The Costs To Individuals Can Be Very High

Especially for minority group members and low-income voters, expenses for documentation, travel, and waiting times are significant, typically ranging from $75 to $175 per person. If legal fees are added in, the costs can range as high as $1,500. Adjusted for inflation, these figures represent much greater costs than the $1.50 poll tax outlawed by the 24th Amendment in 1964.

For many people, obtaining official photo voter identifications can entail spending the equivalent of what it takes to buy a week’s worth of groceries. Some citizens simply cannot afford to cover the costs, and still others cannot get the documents they need to qualify for an identification card. And they pay the ultimate price in a democracy by losing their right to vote.

Estimated expenses incurred by each of the three individuals in each of the three states in pursuit of a “free” voter identification card range from $107.25 to $172.39 in Pennsylvania, from $92.50 to $166.50 (and up to $1449.75 with legal fees) in South Carolina, and from $79.26 to $148.46+ in Texas. In short, voter IDs are expensive. And their costs can produce the constitutionally impermissible effect of denying citizens their right to vote.

Additional Costs

Voter identification rules also impose costs on voting and civil rights organizations, which have to divert scarce resources from their core missions of getting out the vote. And they burden state budgets and taxpayers – to pay for new bureaucracies or added staff, to produce the identification cards, and to publicize rules and instruct voters. Additional taxpayer funds are also needed to train poll workers, judges and other voting officials, as well as to defend the new rules against mounting legal challenges in federal and state courts. Paying to implement and defend voter identification requirements could cost the relevant state governments up to $78 million.

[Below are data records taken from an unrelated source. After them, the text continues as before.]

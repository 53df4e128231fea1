//! Pipeline orchestration
//!
//! Processes one participant start-to-finish: load events, load answers,
//! tally events into answer windows, score, compute survey scores, and roll
//! up the participant summary. Also encodes the output tables: the
//! per-answer table (one row per answer, enriched with tallies and scores)
//! and the cumulative per-question timing table.

use crate::answers::{parse_answers, BackgroundProfile, BACKGROUND_PAGE};
use crate::error::PipelineError;
use crate::events::parse_events;
use crate::key::{is_pretest_page, is_tutorial_page, AnswerKey};
use crate::scoring::{score_answers, ScoreTotals};
use crate::summary::{format_float, summarize};
use crate::survey::{SurveyScores, INTERACTIVE_SURVEY_PAGE, STATIC_SURVEY_PAGE};
use crate::table::Table;
use crate::types::{Condition, ParticipantSummary, ScoredAnswer};
use std::path::Path;

/// The full processed record for one participant.
#[derive(Debug, Clone)]
pub struct ParticipantOutput {
    pub participant: String,
    pub condition: Condition,
    /// One scored row per raw answer, in chronological order
    pub rows: Vec<ScoredAnswer>,
    pub totals: ScoreTotals,
    pub survey: SurveyScores,
    pub profile: BackgroundProfile,
    pub summary: ParticipantSummary,
}

/// One-shot batch pipeline over a loaded scoring key.
#[derive(Debug, Clone)]
pub struct Pipeline {
    key: AnswerKey,
}

impl Pipeline {
    pub fn new(key: AnswerKey) -> Self {
        Pipeline { key }
    }

    pub fn key(&self) -> &AnswerKey {
        &self.key
    }

    /// Process one participant's raw answer and event-log text.
    pub fn process(
        &self,
        participant: &str,
        pilot: bool,
        answers_text: &str,
        events_text: &str,
    ) -> Result<ParticipantOutput, PipelineError> {
        let answers = parse_answers(answers_text)?;
        if answers.is_empty() {
            return Err(PipelineError::EmptyInput);
        }
        let events = parse_events(events_text)?;

        let condition = answers[0].condition;
        let tallies = crate::tally::tally_windows(&answers, &events);
        let (rows, totals) = score_answers(&answers, &tallies, &self.key);
        let survey = SurveyScores::compute(&answers);
        let profile = BackgroundProfile::extract(&answers);
        let summary = summarize(participant, condition, pilot, &totals, &survey, &self.key);

        log::debug!(
            "processed participant '{}': {} rows, activity ratio {:.2}",
            participant,
            rows.len(),
            summary.activity_ratio
        );

        Ok(ParticipantOutput {
            participant: participant.to_string(),
            condition,
            rows,
            totals,
            survey,
            profile,
            summary,
        })
    }

    /// Encode the per-answer output table.
    ///
    /// Survey, background, pretest and tutorial rows are dropped after their
    /// information has been folded into the per-row columns (background
    /// profile, pretest ratio, SUS scores).
    pub fn encode_answer_table(&self, output: &ParticipantOutput) -> String {
        let mut table = Table::new(&[
            "participant",
            "time",
            "pageName",
            "question",
            "answer",
            "condition",
            "next",
            "click",
            "hover",
            "mouse",
            "pointer",
            "score",
            "key",
            "pages_seen",
            "delta",
            "age",
            "year_taken",
            "grade",
            "track",
            "pretest_ratio",
            "static_sus",
            "inter_sus",
            "code",
            "question_type",
        ]);

        let opt = |v: &Option<String>| v.clone().unwrap_or_default();

        for row in output.rows.iter().filter(|r| is_procedure_row(r)) {
            table.push_row(vec![
                output.participant.clone(),
                row.answer.timestamp.timestamp_millis().to_string(),
                row.answer.page_name.clone(),
                row.answer.question.clone(),
                row.answer.answer.clone(),
                row.answer.condition.as_code().to_string(),
                row.tally.next.to_string(),
                row.tally.click.to_string(),
                row.tally.hover.to_string(),
                row.tally.mouse.to_string(),
                row.tally.pointer.to_string(),
                row.score.map(|s| s.to_string()).unwrap_or_default(),
                opt(&row.expected),
                row.pages_seen.to_string(),
                format_float(row.elapsed_sec),
                opt(&output.profile.age),
                opt(&output.profile.year_taken),
                opt(&output.profile.grade),
                output.profile.track.clone(),
                format_float(output.summary.pretest_ratio),
                format_float(output.survey.static_score),
                format_float(output.survey.interactive_score),
                opt(&row.code),
                opt(&row.question_type),
            ]);
        }

        table.encode()
    }

    /// Extract this participant's rows for the cumulative timing table.
    pub fn timing_rows(&self, output: &ParticipantOutput) -> Vec<TimingRow> {
        output
            .rows
            .iter()
            .filter(|r| is_procedure_row(r))
            .map(|r| TimingRow {
                participant: output.participant.clone(),
                page_name: r.answer.page_name.clone(),
                question: r.answer.question.clone(),
                elapsed_sec: r.elapsed_sec,
            })
            .collect()
    }
}

/// Whether a scored row belongs to the main study procedure (not a survey,
/// background, pretest, or tutorial row).
fn is_procedure_row(row: &ScoredAnswer) -> bool {
    let page = row.answer.page_name.as_str();
    page != BACKGROUND_PAGE
        && page != STATIC_SURVEY_PAGE
        && page != INTERACTIVE_SURVEY_PAGE
        && !is_pretest_page(page)
        && !is_tutorial_page(page)
}

/// One row of the cumulative per-question timing table
#[derive(Debug, Clone, PartialEq)]
pub struct TimingRow {
    pub participant: String,
    pub page_name: String,
    pub question: String,
    pub elapsed_sec: f64,
}

const TIMING_HEADERS: [&str; 4] = ["participant", "pageName", "question", "delta"];

/// The cumulative per-question timing table. Same read-amend-rewrite
/// discipline as the summary store, keyed per participant.
#[derive(Debug, Clone, Default)]
pub struct TimingStore {
    rows: Vec<TimingRow>,
}

impl TimingStore {
    pub fn new() -> Self {
        TimingStore::default()
    }

    pub fn parse(text: &str) -> Result<Self, PipelineError> {
        let table = Table::parse(text)?;
        let participant_col = table.column("participant")?;
        let page_col = table.column("pageName")?;
        let question_col = table.column("question")?;
        let delta_col = table.column("delta")?;

        let mut rows = Vec::with_capacity(table.rows().len());
        for (i, row) in table.rows().iter().enumerate() {
            let elapsed_sec =
                row[delta_col]
                    .parse::<f64>()
                    .map_err(|_| PipelineError::MalformedRow {
                        row: i + 2,
                        reason: format!("expected number, found '{}'", row[delta_col]),
                    })?;
            rows.push(TimingRow {
                participant: row[participant_col].clone(),
                page_name: row[page_col].clone(),
                question: row[question_col].clone(),
                elapsed_sec,
            });
        }
        Ok(TimingStore { rows })
    }

    /// Load from disk; a missing file yields an empty store.
    pub fn load(path: &Path) -> Result<Self, PipelineError> {
        match std::fs::read_to_string(path) {
            Ok(text) => Self::parse(&text),
            Err(e) if e.kind() == std::io::ErrorKind::NotFound => Ok(TimingStore::new()),
            Err(source) => Err(PipelineError::Load {
                path: path.display().to_string(),
                source,
            }),
        }
    }

    pub fn contains_participant(&self, participant: &str) -> bool {
        self.rows.iter().any(|r| r.participant == participant)
    }

    pub fn len(&self) -> usize {
        self.rows.len()
    }

    pub fn is_empty(&self) -> bool {
        self.rows.is_empty()
    }

    /// Replace or insert all rows for one participant. Same upsert semantics
    /// as the summary store. Returns whether the rows were inserted.
    pub fn upsert_participant(
        &mut self,
        participant: &str,
        rows: Vec<TimingRow>,
        overwrite: bool,
    ) -> bool {
        if self.contains_participant(participant) {
            if !overwrite {
                log::debug!("timing rows for '{}' already present, skipping", participant);
                return false;
            }
            self.rows.retain(|r| r.participant != participant);
        }
        self.rows.extend(rows);
        true
    }

    pub fn encode(&self) -> String {
        let mut table = Table::new(&TIMING_HEADERS);
        for r in &self.rows {
            table.push_row(vec![
                r.participant.clone(),
                r.page_name.clone(),
                r.question.clone(),
                format_float(r.elapsed_sec),
            ]);
        }
        table.encode()
    }

    pub fn save(&self, path: &Path) -> Result<(), PipelineError> {
        std::fs::write(path, self.encode())?;
        Ok(())
    }
}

Moreover, voter identification laws are not being enacted in a vacuum – and they carry divisive social connotations. After a long, troubled history of imposing barriers to keep African Americans, in particular, from exercising their constitutional right to vote, our nation is currently undergoing a demographic transition, moving toward a diverse society that, within half a century will have no single racial majority. New rules impeding voting by many minority group members – such as photo identification rules and requirements to show birth certificates – often raise unnecessarily provocative and controversial questions about “who is a real American” rather than conveying messages about shared citizen rights and responsibilities. In practice as well as precept, new kinds of ostensibly race neutral rules have been shown to disproportionately hinder voting by people of color, along with many young, poor, and elderly people.

Going forward, legal challengers may be able to show that “free” voter identifications are not really free, and that their costs unequally hit particular groups of voters. If so, these rules may end up being reconsidered by the courts, including by the Supreme Court under doors left open in the Indiana case. Detailed, accurate accountings of the full costs people must pay to get special photo identification documents can be critical to understanding how these rules, in practice, discourage or prevent citizens from voting.